I very much enjoy Christopher Nolan's thinky thrillers - Memento, The Prestige, The Dark Knight - and I expected to love Inception.  Well, I liked Inception, and I suppose the more I think about it the more I like it, but I didn't love it.  I loved the story concept - manipulation of people's dreams - and thought it was executed very well.  The movie was well-cast too although it could have used a couple more moments of humor like Joseph Gordon Leavitt's impish kiss with Ellen Page.  But I found it to be overlong and may have dozed off right in the middle of it, just for a very short while but long enough that I didn't really understand what JGL was up to, wiring explosives all over his second level dream location.  Still, Inception is head and shoulders above what passes for most mainstream Hollywood thriller/action flicks and well worth your time, if you don't mind having to use your brain a bit while watching a movie.

Sunday, July 7, 2013

Mini book review: Gone Girl by Gillian Flynn

Boy, was I ever late to the party on Gone Girl by Gillian Flynn.  I didn't get around to reading it until just about a month ago when my work neighbor Spencer recommended it to me.  Since everyone in the world has already read it, let me just add my puny $0.02 worth here.  Gone Girl is an incredibly well plotted, fast moving, captivating page turner of a novel, featuring two of the least reliable and twisted narrators you'll find.

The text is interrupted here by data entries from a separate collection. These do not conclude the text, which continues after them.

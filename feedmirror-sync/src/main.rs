//! feedmirror-sync - feed mirroring service
//!
//! Authenticates against the feed provider on the user's behalf, keeps the
//! session's tokens fresh, and mirrors the friend feed into SQLite.

use std::net::SocketAddr;
use std::path::PathBuf;
use std::sync::Arc;

use anyhow::{Context, Result};
use clap::Parser;
use feedmirror_common::config::AppConfig;
use tokio::signal;
use tracing::{info, warn};
use tracing_subscriber::{layer::SubscriberExt, util::SubscriberInitExt};

use feedmirror_sync::api::SessionCodec;
use feedmirror_sync::upstream::HttpUpstream;
use feedmirror_sync::AppState;

/// Command-line arguments for feedmirror-sync
#[derive(Parser, Debug)]
#[command(name = "feedmirror-sync")]
#[command(about = "Feed mirroring service")]
#[command(version)]
struct Args {
    /// TOML configuration file
    #[arg(short, long, env = "FEEDMIRROR_CONFIG")]
    config: Option<PathBuf>,

    /// Port to listen on (overrides configuration)
    #[arg(short, long)]
    port: Option<u16>,

    /// SQLite database file (overrides configuration)
    #[arg(short, long)]
    database: Option<PathBuf>,
}

#[tokio::main]
async fn main() -> Result<()> {
    let args = Args::parse();

    let mut config = AppConfig::load(args.config.as_deref()).context("Failed to load configuration")?;
    if let Some(port) = args.port {
        config.server.port = port;
    }
    if let Some(database) = args.database {
        config.database.path = database;
    }

    // RUST_LOG wins over the configured level
    let default_filter = format!(
        "feedmirror_sync={level},feedmirror_common={level},tower_http={level}",
        level = config.logging.level
    );
    tracing_subscriber::registry()
        .with(
            tracing_subscriber::EnvFilter::try_from_default_env()
                .unwrap_or_else(|_| default_filter.into()),
        )
        .with(tracing_subscriber::fmt::layer())
        .init();

    info!(
        "Starting feedmirror-sync (Version {}, Build {}, Built {}, Profile {})",
        env!("CARGO_PKG_VERSION"),
        env!("GIT_HASH"),
        env!("BUILD_TIMESTAMP"),
        env!("BUILD_PROFILE")
    );

    config.validate().context("Invalid configuration")?;

    info!("Database: {}", config.database.path.display());
    let db = feedmirror_common::db::init_database(&config.database.path)
        .await
        .context("Failed to initialize database")?;

    let upstream = HttpUpstream::new(config.provider.clone()).context("Failed to create upstream client")?;
    info!(
        base_url = %config.provider.api_base_url,
        requests_per_second = config.provider.requests_per_second,
        "Upstream client ready"
    );

    let sessions = SessionCodec::new(&config.session).context("Failed to set up session cookies")?;

    if config.server.api_key.is_none() {
        warn!("No API key configured: all /api/v1 requests will be refused");
    }

    let state = AppState::new(
        db,
        Arc::new(upstream),
        sessions,
        config.server.api_key.clone(),
        config.database.max_lock_wait_ms,
    );
    let app = feedmirror_sync::build_router(state);

    let ip = config
        .server
        .host
        .parse::<std::net::IpAddr>()
        .with_context(|| format!("Invalid server host '{}'", config.server.host))?;
    let addr = SocketAddr::new(ip, config.server.port);

    let listener = tokio::net::TcpListener::bind(addr)
        .await
        .context("Failed to bind to address")?;
    info!("Listening on http://{}", addr);
    info!("Health check: http://{}/health", addr);

    axum::serve(listener, app)
        .with_graceful_shutdown(shutdown_signal())
        .await
        .context("Server error")?;

    info!("Server shutdown complete");
    Ok(())
}

/// Graceful shutdown signal handler
async fn shutdown_signal() {
    let ctrl_c = async {
        if let Err(e) = signal::ctrl_c().await {
            warn!("Failed to listen for Ctrl+C: {}", e);
            std::future::pending::<()>().await;
        }
    };

    #[cfg(unix)]
    let terminate = async {
        match signal::unix::signal(signal::unix::SignalKind::terminate()) {
            Ok(mut stream) => {
                stream.recv().await;
            }
            Err(e) => {
                warn!("Failed to install SIGTERM handler: {}", e);
                std::future::pending::<()>().await;
            }
        }
    };

    #[cfg(not(unix))]
    let terminate = std::future::pending::<()>();

    tokio::select! {
        _ = ctrl_c => {
            info!("Received Ctrl+C, shutting down");
        },
        _ = terminate => {
            info!("Received terminate signal, shutting down");
        },
    }
}
//! User database operations

use feedmirror_common::db::{UserField, UserRecord};
use feedmirror_common::Result;
use sqlx::{Row, SqliteConnection, SqlitePool};

/// Insert users, updating only `fields` on conflict(id)
///
/// `username` is always present and overwritten when named. The nullable
/// display fields keep their stored value when the incoming one is `NULL`, so
/// a sighting that lacks a picture never erases a known picture. `id` is never
/// updated.
pub async fn upsert_users(
    conn: &mut SqliteConnection,
    users: &[UserRecord],
    fields: &[UserField],
) -> Result<u64> {
    if users.is_empty() {
        return Ok(0);
    }

    let sql = upsert_sql(fields);
    let writes_username = fields.contains(&UserField::Username);
    let mut affected = 0;

    for user in users {
        if writes_username || !user_exists(&mut *conn, &user.id).await? {
            release_username(&mut *conn, &user.username, &user.id).await?;
        }

        let result = sqlx::query(&sql)
            .bind(&user.id)
            .bind(&user.username)
            .bind(&user.fullname)
            .bind(&user.phone)
            .bind(&user.profile_picture)
            .execute(&mut *conn)
            .await?;
        affected += result.rows_affected();
    }

    Ok(affected)
}

/// Placeholder username for a row whose name was taken by another id
///
/// Unique because ids are. The row keeps it until its owner is seen again
/// under a new name.
pub fn released_username(id: &str) -> String {
    format!("released:{}", id)
}

/// Take `username` away from any user other than `id`
///
/// Usernames are unique but mutable upstream: when a name moves to another
/// account before the previous holder's new name has been seen, the stale
/// holder is parked on [`released_username`].
async fn release_username(conn: &mut SqliteConnection, username: &str, id: &str) -> Result<u64> {
    let holder: Option<String> =
        sqlx::query_scalar("SELECT id FROM users WHERE username = ? AND id != ?")
            .bind(username)
            .bind(id)
            .fetch_optional(&mut *conn)
            .await?;

    let Some(holder) = holder else {
        return Ok(0);
    };

    let result = sqlx::query(
        "UPDATE users SET username = ?, updated_at = CURRENT_TIMESTAMP WHERE id = ?",
    )
    .bind(released_username(&holder))
    .bind(&holder)
    .execute(&mut *conn)
    .await?;

    tracing::debug!(username, from = %holder, to = id, "Username handed over");

    Ok(result.rows_affected())
}

fn upsert_sql(fields: &[UserField]) -> String {
    let insert = "INSERT INTO users (id, username, fullname, phone, profile_picture, created_at, updated_at) \
                  VALUES (?, ?, ?, ?, ?, CURRENT_TIMESTAMP, CURRENT_TIMESTAMP) ON CONFLICT(id) DO";

    if fields.is_empty() {
        return format!("{} NOTHING", insert);
    }

    let assignments: Vec<String> = fields
        .iter()
        .map(|field| match field {
            UserField::Username => "username = excluded.username".to_string(),
            other => {
                let column = other.column();
                format!("{column} = COALESCE(excluded.{column}, users.{column})")
            }
        })
        .collect();

    format!(
        "{} UPDATE SET {}, updated_at = CURRENT_TIMESTAMP",
        insert,
        assignments.join(", ")
    )
}

/// Load a user by id
pub async fn load_user(pool: &SqlitePool, id: &str) -> Result<Option<UserRecord>> {
    let row = sqlx::query(
        r#"
        SELECT id, username, fullname, phone, profile_picture
        FROM users
        WHERE id = ?
        "#,
    )
    .bind(id)
    .fetch_optional(pool)
    .await?;

    Ok(row.map(|row| UserRecord {
        id: row.get("id"),
        username: row.get("username"),
        fullname: row.get("fullname"),
        phone: row.get("phone"),
        profile_picture: row.get("profile_picture"),
    }))
}

/// True when a user row with `id` exists
pub async fn user_exists(conn: &mut SqliteConnection, id: &str) -> Result<bool> {
    let found: Option<i64> = sqlx::query_scalar("SELECT 1 FROM users WHERE id = ?")
        .bind(id)
        .fetch_optional(conn)
        .await?;
    Ok(found.is_some())
}

/// Total number of user rows
pub async fn count_users(pool: &SqlitePool) -> Result<i64> {
    let count: i64 = sqlx::query_scalar("SELECT COUNT(*) FROM users")
        .fetch_one(pool)
        .await?;
    Ok(count)
}
//! Database models

use chrono::{DateTime, NaiveDate, Utc};
use serde::{Deserialize, Serialize};

/// Row of the `users` table
#[derive(Debug, Clone, PartialEq, Eq, Serialize, Deserialize)]
pub struct UserRecord {
    /// Stable provider identifier
    pub id: String,
    pub username: String,
    pub fullname: Option<String>,
    pub phone: Option<String>,
    pub profile_picture: Option<String>,
}

impl UserRecord {
    /// Minimal record for a user seen only through a feed or friend list
    pub fn new(id: impl Into<String>, username: impl Into<String>) -> Self {
        Self {
            id: id.into(),
            username: username.into(),
            fullname: None,
            phone: None,
            profile_picture: None,
        }
    }
}

/// Columns of `users` that an upsert may overwrite on conflict
#[derive(Debug, Clone, Copy, PartialEq, Eq)]
pub enum UserField {
    Username,
    Fullname,
    ProfilePicture,
    Phone,
}

impl UserField {
    /// Display fields refreshed by every feed or friend-list sighting
    pub const DISPLAY: &'static [UserField] =
        &[UserField::Username, UserField::Fullname, UserField::ProfilePicture];

    /// Fields owned by the user's own profile fetch
    pub const PROFILE: &'static [UserField] = &[
        UserField::Username,
        UserField::Fullname,
        UserField::ProfilePicture,
        UserField::Phone,
    ];

    pub fn column(self) -> &'static str {
        match self {
            UserField::Username => "username",
            UserField::Fullname => "fullname",
            UserField::ProfilePicture => "profile_picture",
            UserField::Phone => "phone",
        }
    }
}

/// Row of the `relationships` table (directed social edge)
#[derive(Debug, Clone, PartialEq, Eq, Serialize, Deserialize)]
pub struct Relationship {
    pub user_id: String,
    pub target_user_id: String,
}

/// Row of the `photos` table
#[derive(Debug, Clone, PartialEq, Serialize, Deserialize)]
pub struct PhotoRecord {
    /// Provider post identifier, unique across all users
    pub id: String,
    pub user_id: String,
    pub date: NaiveDate,
    pub taken_at: DateTime<Utc>,
    pub details: serde_json::Value,
}

/// Columns of `photos` that an upsert may overwrite on conflict
#[derive(Debug, Clone, Copy, PartialEq, Eq)]
pub enum PhotoField {
    Details,
    TakenAt,
    CalendarDate,
}

impl PhotoField {
    /// Payload fields refreshed when the provider re-serves a post
    pub const RESYNC: &'static [PhotoField] =
        &[PhotoField::Details, PhotoField::TakenAt, PhotoField::CalendarDate];

    pub fn column(self) -> &'static str {
        match self {
            PhotoField::Details => "details",
            PhotoField::TakenAt => "taken_at",
            PhotoField::CalendarDate => "date",
        }
    }
}
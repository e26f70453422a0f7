//! Error types for feedmirror-sync
//!
//! [`SyncError`] is the pipeline taxonomy; [`ApiError`] is what the HTTP shell
//! turns into a status code.

use axum::{
    http::StatusCode,
    response::{IntoResponse, Response},
    Json,
};
use serde_json::json;
use thiserror::Error;

/// Failures of the session/feed pipeline
#[derive(Debug, Error)]
pub enum SyncError {
    /// Provider rejected the access token (401/403 class)
    #[error("Upstream rejected the access token")]
    Unauthorized,

    /// Refresh token invalid or expired; the session cannot be recovered
    #[error("Token refresh failed: {0}")]
    RefreshFailed(String),

    /// Any other non-2xx upstream response
    #[error("Upstream error (status {status_code})")]
    Upstream { status_code: u16 },

    /// Network failure or timeout
    #[error("Transport error: {0}")]
    Transport(String),

    /// Feed payload in a shape the normalizer does not recognize
    #[error("Malformed payload: {0}")]
    MalformedPayload(String),

    /// Storage Layer failure during reconciliation or lookup
    #[error("Storage error: {0}")]
    Storage(#[from] feedmirror_common::Error),
}

impl SyncError {
    /// True when the session artifact must be invalidated (forced logout)
    pub fn requires_relogin(&self) -> bool {
        matches!(self, SyncError::Unauthorized | SyncError::RefreshFailed(_))
    }
}

impl From<reqwest::Error> for SyncError {
    fn from(err: reqwest::Error) -> Self {
        if err.is_decode() {
            SyncError::MalformedPayload(err.to_string())
        } else {
            SyncError::Transport(err.to_string())
        }
    }
}

/// API error type
#[derive(Debug, Error)]
pub enum ApiError {
    /// Session can no longer be used, client must log in again (401)
    #[error("Session expired: {0}")]
    SessionExpired(String),

    /// Missing or invalid session artifact (403)
    #[error("Forbidden: {0}")]
    Forbidden(String),

    /// Resource not found (404)
    #[error("Resource not found: {0}")]
    NotFound(String),

    /// Invalid request (400)
    #[error("Invalid request: {0}")]
    BadRequest(String),

    /// Upstream provider answered with an error status
    #[error("Upstream error (status {0})")]
    Upstream(u16),

    /// Upstream unreachable or answered with garbage (502)
    #[error("Bad gateway: {0}")]
    BadGateway(String),

    /// Internal server error (500)
    #[error("Internal server error: {0}")]
    Internal(String),

    /// Generic error
    #[error(transparent)]
    Other(#[from] anyhow::Error),

    /// feedmirror-common error
    #[error("Common error: {0}")]
    Common(#[from] feedmirror_common::Error),
}

impl From<SyncError> for ApiError {
    fn from(err: SyncError) -> Self {
        match err {
            SyncError::Unauthorized | SyncError::RefreshFailed(_) => {
                ApiError::SessionExpired(err.to_string())
            }
            SyncError::Upstream { status_code } => ApiError::Upstream(status_code),
            SyncError::Transport(msg) | SyncError::MalformedPayload(msg) => {
                ApiError::BadGateway(msg)
            }
            SyncError::Storage(e) => ApiError::Common(e),
        }
    }
}

impl IntoResponse for ApiError {
    fn into_response(self) -> Response {
        let (status, error_code, message) = match self {
            ApiError::SessionExpired(msg) => (StatusCode::UNAUTHORIZED, "SESSION_EXPIRED", msg),
            ApiError::Forbidden(msg) => (StatusCode::FORBIDDEN, "FORBIDDEN", msg),
            ApiError::NotFound(msg) => (StatusCode::NOT_FOUND, "NOT_FOUND", msg),
            ApiError::BadRequest(msg) => (StatusCode::BAD_REQUEST, "BAD_REQUEST", msg),
            ApiError::Upstream(code) => (
                StatusCode::from_u16(code)
                    .ok()
                    .filter(|s| s.is_client_error() || s.is_server_error())
                    .unwrap_or(StatusCode::BAD_GATEWAY),
                "UPSTREAM_ERROR",
                format!("Upstream responded with status {}", code),
            ),
            ApiError::BadGateway(msg) => (StatusCode::BAD_GATEWAY, "BAD_GATEWAY", msg),
            ApiError::Internal(msg) => (StatusCode::INTERNAL_SERVER_ERROR, "INTERNAL_ERROR", msg),
            ApiError::Other(ref err) => (
                StatusCode::INTERNAL_SERVER_ERROR,
                "INTERNAL_ERROR",
                err.to_string(),
            ),
            ApiError::Common(ref err) => (
                StatusCode::INTERNAL_SERVER_ERROR,
                "COMMON_ERROR",
                err.to_string(),
            ),
        };

        let body = Json(json!({
            "error": {
                "code": error_code,
                "message": message,
            }
        }));

        (status, body).into_response()
    }
}

/// Result type for API handlers
pub type ApiResult<T> = Result<T, ApiError>;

For the longest time, I couldn't decide which of them I liked least - but in a good way.  The main characters are self involved, manipulative, borderline sociopaths and Flynn makes every second with them a great read.

Tuesday, July 2, 2013

Mini book review: Out of Sight by Elmore Leonard

Whilst on a recent vacation trip with my family, I swiped Elmore Leonard's Out of Sight from my dad once he had finished reading it.  I'd seen the George Clooney/Jennifer Lopez movie quite some time ago but had never read the book - hell, I don't think I've ever read any Elmore Leonard before, although I do tend to enjoy the movie/television adaptations of his work (love Justified!!!).  Someone who has read more of his stuff should tell me: how does Out of Sight stack up with his other books?

It took me a while to get into the rhythms of his writing and the dialogue, and the prose is a little too spare for my taste (I like words and lots of them, a la Stephen King, George R.R. Martin, Neil Gaiman, etc.).  I also had some trouble keeping the scenes from the movie out of my head while reading and may need to see the film again to see how it compares.  In a nutshell, Out of Sight is a quick read, an efficient little caper novel, but it didn't make me want to run right out and pick up another Elmore Leonard right away.